The New Year is supposed to be a time of happiness and hope. For one family however it is a time of grief, loss and mourning. I just found out that a neighbor of mine (we’ll call him “Guy”) died from an overdose the day after New Year’s.
It seems that in the wee hours of this brand new year Guy made a phone call and had someone make a delivery. He never even made it back inside the house but collapsed outside. 911 was called, Narcan was administered, but he never regained consciousness. He died the following day in a hospital.
Now I wasn’t close friends with Guy, I would see him on the street or in front of his house, at block parties or barbecues, but he seemed a nice enough guy. From what I saw he was always willing to give a hand to a neighbor, attentive to his young daughter’s needs and safety, for the holidays his front yard was packed with ornaments and decorations. He never came off to me as an addict (and I don’t know that he was), just as someone rough around the edges that hadn’t had the benefit of higher education.
That decision Guy made to try and extend or enhance his new year’s festivities left his parents without a son, his siblings with our brother, is significant other without a mate and his daughter without a father, not to mention the loss to relatives and friends.

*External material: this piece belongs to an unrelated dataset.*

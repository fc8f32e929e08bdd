//! Shared models

pub mod ids;

pub use ids::{CallSiteId, FunctionId, IcfgNodeId, InstId, MemObjId, NodeId, StmtId};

Addiction is a terrible disease, but not all drug-related deaths are the result of addiction. It is the use of drugs that puts one at risk of death, that risk is just exponentially higher with addiction.
Let’s look at the players and their roles. There is Guy, acting on an impulse to increase his enjoyment of the New Year festivities. I’m sure when he picked up the phone he did not know he was calling death, he did not know that he was about to deprive his daughter of a father, he did not know he was going to deprive his family of his life, he did not know he was going to deprive his significant other of a mate. I’m sure he had the expectation that he knew what he was getting and he knew what to do with it.

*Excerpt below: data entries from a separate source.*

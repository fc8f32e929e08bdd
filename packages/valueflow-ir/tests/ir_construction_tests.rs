//! End-to-end IR construction tests
//!
//! Drive the public API the way an instruction-by-instruction front end does
//! and check the canonical graph that results.

mod common;

use common::*;
use pretty_assertions::assert_eq;
use valueflow_ir::config::IrBuildConfig;
use valueflow_ir::features::svfir::{
    AliasQueryClient, DefaultQueryClient, LocationSet, MemObjDesc, NodeKind, QueryClient,
    SourceValue, StaticCallGraph, StmtKind,
};
use valueflow_ir::ValueFlowError;

#[test]
fn test_addr_then_repeated_copy() {
    let mut ir = empty_ir();
    let o1 = struct_obj(&mut ir, "o1", 1);
    let v1 = ptr(&mut ir, "v1");
    let v2 = ptr(&mut ir, "v2");

    let addr = ir.add_addr_stmt(o1, v1).unwrap();
    let first = ir.add_copy_stmt(v1, v2).unwrap();
    let second = ir.add_copy_stmt(v1, v2).unwrap();

    assert_eq!(first, second);
    assert_stmt_count(&ir, StmtKind::Copy, 1);
    assert_stmt_count(&ir, StmtKind::Addr, 1);
    assert_single_edge(&ir, StmtKind::Copy, v1, v2);
    assert_single_edge(&ir, StmtKind::Addr, o1, v1);
    assert_eq!(ir.stmt(addr).unwrap().to_string(), format!("{} -- ADDR --> {}", o1, v1));
}

#[test]
fn test_field_wrap_around_scenario() {
    let mut ir = empty_ir();
    let o = struct_obj(&mut ir, "O", 4);

    let ids: Vec<_> = [0, 1, 4, 5]
        .iter()
        .map(|&off| ir.gep_obj_var(o, LocationSet::new(off)).unwrap())
        .collect();

    assert_eq!(ids[0], ids[2]);
    assert_eq!(ids[1], ids[3]);
    assert_ne!(ids[0], ids[1]);
}

#[test]
fn test_every_constructor_is_idempotent() {
    let mut ir = empty_ir();
    let a = ptr(&mut ir, "a");
    let b = ptr(&mut ir, "b");
    let c = scalar(&mut ir, "c");

    let first = vec![
        ir.add_addr_stmt(a, b).unwrap(),
        ir.add_copy_stmt(a, b).unwrap(),
        ir.add_load_stmt(a, b).unwrap(),
        ir.add_store_stmt(a, b, 1).unwrap(),
        ir.add_call_pe(a, b, 2).unwrap(),
        ir.add_ret_pe(a, b, 2).unwrap(),
        ir.add_thread_fork_pe(a, b, 3).unwrap(),
        ir.add_thread_join_pe(a, b, 3).unwrap(),
        ir.add_cmp_stmt(a, b, c, 32).unwrap(),
        ir.add_binary_op_stmt(a, b, c, 13).unwrap(),
        ir.add_unary_op_stmt(a, c, 7).unwrap(),
        ir.add_branch_stmt(c, a, vec![1, 2]).unwrap(),
    ];
    let second = vec![
        ir.add_addr_stmt(a, b).unwrap(),
        ir.add_copy_stmt(a, b).unwrap(),
        ir.add_load_stmt(a, b).unwrap(),
        ir.add_store_stmt(a, b, 1).unwrap(),
        ir.add_call_pe(a, b, 2).unwrap(),
        ir.add_ret_pe(a, b, 2).unwrap(),
        ir.add_thread_fork_pe(a, b, 3).unwrap(),
        ir.add_thread_join_pe(a, b, 3).unwrap(),
        ir.add_cmp_stmt(a, b, c, 32).unwrap(),
        ir.add_binary_op_stmt(a, b, c, 13).unwrap(),
        ir.add_unary_op_stmt(a, c, 7).unwrap(),
        ir.add_branch_stmt(c, a, vec![1, 2]).unwrap(),
    ];

    assert_eq!(first, second);
    assert_eq!(ir.stmt_count(), first.len());
}

#[test]
fn test_store_label_discrimination() {
    let mut ir = empty_ir();
    let v = ptr(&mut ir, "v");
    let p = ptr(&mut ir, "p");

    let s1 = ir.add_store_stmt(v, p, 10).unwrap();
    let s2 = ir.add_store_stmt(v, p, 11).unwrap();
    assert_ne!(s1, s2);
    assert_eq!(ir.add_store_stmt(v, p, 10).unwrap(), s1);
    assert_stmt_count(&ir, StmtKind::Store, 2);
}

#[test]
fn test_phi_accumulation() {
    let mut ir = empty_ir();
    let res = ptr(&mut ir, "res");
    let ops: Vec<_> = (0..3).map(|i| ptr(&mut ir, &format!("op{}", i))).collect();

    for &op in &ops {
        ir.add_phi_stmt(res, op).unwrap();
    }

    assert_stmt_count(&ir, StmtKind::Phi, 1);
    let phi = ir.stmts_of_kind(StmtKind::Phi).next().unwrap();
    assert_eq!(phi.dst, res);
    assert_eq!(phi.phi_operands().unwrap().to_vec(), ops);
}

#[test]
fn test_field_insensitive_collapse() {
    let mut ir = empty_ir();
    let obj = ir
        .add_object(MemObjDesc::new("array").with_field_limit(16).field_insensitive())
        .unwrap();

    let a = ir.gep_obj_var(obj, LocationSet::new(3)).unwrap();
    let b = ir.gep_obj_var(obj, LocationSet::new(9)).unwrap();
    assert_eq!(a, b);
    assert_eq!(a, obj);
    assert_eq!(ir.node(a).unwrap().kind, NodeKind::FIObj { mem: obj });
}

#[test]
fn test_base_recovery_round_trip() {
    let mut ir = empty_ir();
    let (_, base) = alloc_site(&mut ir, "base", 8);
    let mid = ptr(&mut ir, "mid");
    let last = ptr(&mut ir, "last");

    ir.add_gep_stmt(base, mid, LocationSet::new(2), true).unwrap();
    ir.add_gep_stmt(mid, last, LocationSet::new(3), true).unwrap();

    assert_eq!(ir.base_of(last).unwrap(), base);
    assert_eq!(
        ir.accumulated_offset(last).unwrap(),
        Some(LocationSet::new(5))
    );
    assert_stmt_count(&ir, StmtKind::NormalGep, 2);
}

#[test]
fn test_variant_poisoning() {
    let mut ir = empty_ir();
    let (_, base) = alloc_site(&mut ir, "base", 8);
    let idx = ptr(&mut ir, "idx");
    let field = ptr(&mut ir, "field");
    let deeper = ptr(&mut ir, "deeper");

    ir.add_gep_stmt(base, idx, LocationSet::ZERO, false).unwrap();
    ir.add_gep_stmt(idx, field, LocationSet::new(1), true).unwrap();
    ir.add_gep_stmt(field, deeper, LocationSet::new(2), true).unwrap();

    assert_stmt_count(&ir, StmtKind::NormalGep, 0);
    assert_stmt_count(&ir, StmtKind::VariantGep, 3);
    assert_eq!(ir.base_of(deeper).unwrap(), base);
    assert!(ir.has_incoming_variant_gep(deeper).unwrap());
}

#[test]
fn test_candidate_selection_exclusion() {
    let mut ir = empty_ir();
    let (_, p) = alloc_site(&mut ir, "p", 1);
    let isolated = ptr(&mut ir, "isolated");
    let arg = ir
        .add_value_node(Some(SourceValue::formal_param("arg", 9)), true)
        .unwrap();
    ir.add_copy_stmt(p, arg).unwrap();

    let candidates = ir.initialise_candidate_pointers().clone();
    assert!(candidates.contains(&p));
    assert!(candidates.contains(&arg));
    assert!(!candidates.contains(&isolated));

    let no_callers = StaticCallGraph::new();
    assert!(!ir.is_valid_top_level_ptr(arg, &no_callers).unwrap());
    assert!(ir.is_valid_top_level_ptr(p, &no_callers).unwrap());

    let mut with_caller = StaticCallGraph::new();
    with_caller.add_call(77, 9);
    assert!(ir.is_valid_top_level_ptr(arg, &with_caller).unwrap());
}

#[test]
fn test_invariant_violations_are_reported() {
    let mut ir = empty_ir();
    let a = ptr(&mut ir, "a");
    let b = ptr(&mut ir, "b");
    let dst = ptr(&mut ir, "dst");

    ir.add_gep_stmt(a, dst, LocationSet::new(1), true).unwrap();
    let err = ir.add_gep_stmt(b, dst, LocationSet::new(1), true).unwrap_err();
    assert!(err.is_invariant_violation());
    assert_eq!(err.offending_nodes(), vec![dst]);

    let err = ir.add_load_stmt(a, 999_999).unwrap_err();
    assert!(matches!(err, ValueFlowError::UnknownNode(999_999)));
    assert!(!err.is_invariant_violation());
}

#[test]
fn test_field_values_and_field_objects_together() {
    // p = &s; q = &p->f1; *q = r
    let mut ir = empty_ir();
    let (s, p) = alloc_site(&mut ir, "p", 4);
    let r = ptr(&mut ir, "r");

    let q = ir.gep_val_var(100, p, LocationSet::new(1), true).unwrap();
    ir.add_store_stmt(r, q, 101).unwrap();
    let f1 = ir.gep_obj_var_from_node(s, LocationSet::new(1)).unwrap();

    assert_eq!(ir.base_of(q).unwrap(), p);
    assert_eq!(ir.node(f1).unwrap().location_set(), Some(LocationSet::new(1)));
    assert!(ir.all_field_obj_vars_of_node(s).unwrap().contains(f1));
    assert!(ir.all_field_obj_vars(s).contains(s));
}

#[test]
fn test_query_clients_over_built_ir() {
    let mut ir = empty_ir();
    let (_, p) = alloc_site(&mut ir, "p", 4);
    let q = ptr(&mut ir, "q");
    let r = ptr(&mut ir, "r");
    ir.add_load_stmt(p, q).unwrap();
    ir.add_store_stmt(q, r, 1).unwrap();
    ir.add_copy_stmt(p, r).unwrap();

    let cg = StaticCallGraph::new();
    let mut alias = AliasQueryClient::new();
    let alias_queries: Vec<_> = alias
        .collect_candidate_queries(&ir, &cg)
        .unwrap()
        .iter()
        .copied()
        .collect();
    assert_eq!(alias_queries, vec![p, r]);

    let mut all = DefaultQueryClient::new();
    let all_queries: Vec<_> = all
        .collect_candidate_queries(&ir, &cg)
        .unwrap()
        .iter()
        .copied()
        .collect();
    assert_eq!(all_queries, vec![p, q, r]);
}

#[test]
fn test_blackhole_policy_from_config() {
    let mut ir = ir_with(IrBuildConfig::default().handle_blackhole(true));
    let p = ptr(&mut ir, "p");
    ir.add_black_hole_addr_stmt(p).unwrap();
    assert_single_edge(&ir, StmtKind::Addr, ir.black_hole_obj(), p);

    let mut ir = empty_ir();
    let p = ptr(&mut ir, "p");
    ir.add_black_hole_addr_stmt(p).unwrap();
    assert_single_edge(&ir, StmtKind::Copy, ir.null_ptr(), p);
}

#[test]
fn test_stats_after_construction() {
    let mut ir = empty_ir();
    let (obj, p) = alloc_site(&mut ir, "p", 4);
    let q = ptr(&mut ir, "q");
    ir.add_copy_stmt(p, q).unwrap();
    ir.gep_obj_var(obj, LocationSet::new(2)).unwrap();
    ir.initialise_candidate_pointers();

    let stats = ir.stats();
    assert_eq!(stats.total_stmts, 2);
    assert_eq!(stats.field_objects, 1);
    assert_eq!(stats.candidate_pointers, 3);
    assert!(stats.to_json().unwrap().contains("\"field_objects\": 1"));
}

Then there’s the person that got called. Whether it was a friend or a dealer, they were the distributor. This person may or may not have known what exactly it was that they were providing. Whatever the case, in this instance, they were the messenger of death. Their concern was the fulfillment of a favor or financial gain. There was no concern for Guy’s well-being or the welfare of those in his life.
The drug/substance itself had no control of its chemical composition, purity or potency. It had no power to transport itself from Point A to Point B. It lacked the capacity to administer itself and, as an inert substance, has no conscience, feelings, malice, good will, or reasoning. Ultimately, though a major player in the situation, the substance is not “responsible” for the death, but it is the actions and choices of the people involved that are responsible.

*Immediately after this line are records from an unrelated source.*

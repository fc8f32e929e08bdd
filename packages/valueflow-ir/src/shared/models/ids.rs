//! Identifier types shared by every IR component
//!
//! All cross references inside the IR (statement endpoints, base objects,
//! phi operands, field maps) are plain identifiers, never borrowed references.

/// Node identifier (value or object node)
pub type NodeId = u64;

/// Statement identifier (dense index into the statement arena)
pub type StmtId = u32;

/// Memory object identifier; equals the id of the object's field-insensitive node
pub type MemObjId = NodeId;

/// Originating instruction (intra-procedural ICFG node) of a store or field value
pub type InstId = u64;

/// Call site identifier (call ICFG node)
pub type CallSiteId = u64;

/// ICFG node identifier (branch successors)
pub type IcfgNodeId = u64;

/// Function identifier, as assigned by the front end
pub type FunctionId = u32;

Now some might say that “moderation” or “responsible” use of substances is okay, or will prevent serious consequences from developing, but the truth is that it is a game of Russian roulette. Marijuana can be laced, drinks can be spiked, powders can be cut, pills can be counterfeit. Operating on assumptions and good faith is not a guaranteed methodology when it comes to your safety and well-being.
The bottom line is, What is your life worth and what are the lives of your friends and loved ones worth? As a user, you need to take responsibility for your own continued well-being as well as the consequences to your friends and loved ones because of your actions. As a friend or loved one, you need to try and help a user to make better decisions. You can’t force someone to change if they don’t want to, but you don’t have to be an enabler or co-conspirator to their irresponsible actions. Encourage them to make positive decisions. Separate yourself from their negative decisions. Promote a climate of positivity, well-being and pleasure that does not involve the use of substances.
We are all in this together, and pointless loss of life affects us all in some way directly or indirectly. Enjoying our lives to the fullest should be the plan for us and our loved ones and death from old age should be our shared goal.
My condolences go out to all that have suffered loss because of substances, and to a society that desperately wants to believe that blaming the victims is the way to solve the problems that it doesn’t want to acknowledge its part in. Recreational use of substances is quietly permitted, but when it escalates the user is stigmatized and ostracized. Doctors and psychiatrists prescribe habit-forming drugs without proper supervision or sufficient withdrawal management when the regimen is done. The go-to fix for psychological and social disorders is medication rather than intensive case-specific therapy.
These problems span cultural, ethnic, economic and social boundaries. No one is immune. But solving these issues requires that each and every one of us take responsibility each and every day for ourselves and our loved ones - and not depend on the system, government or society to solve these issues for us.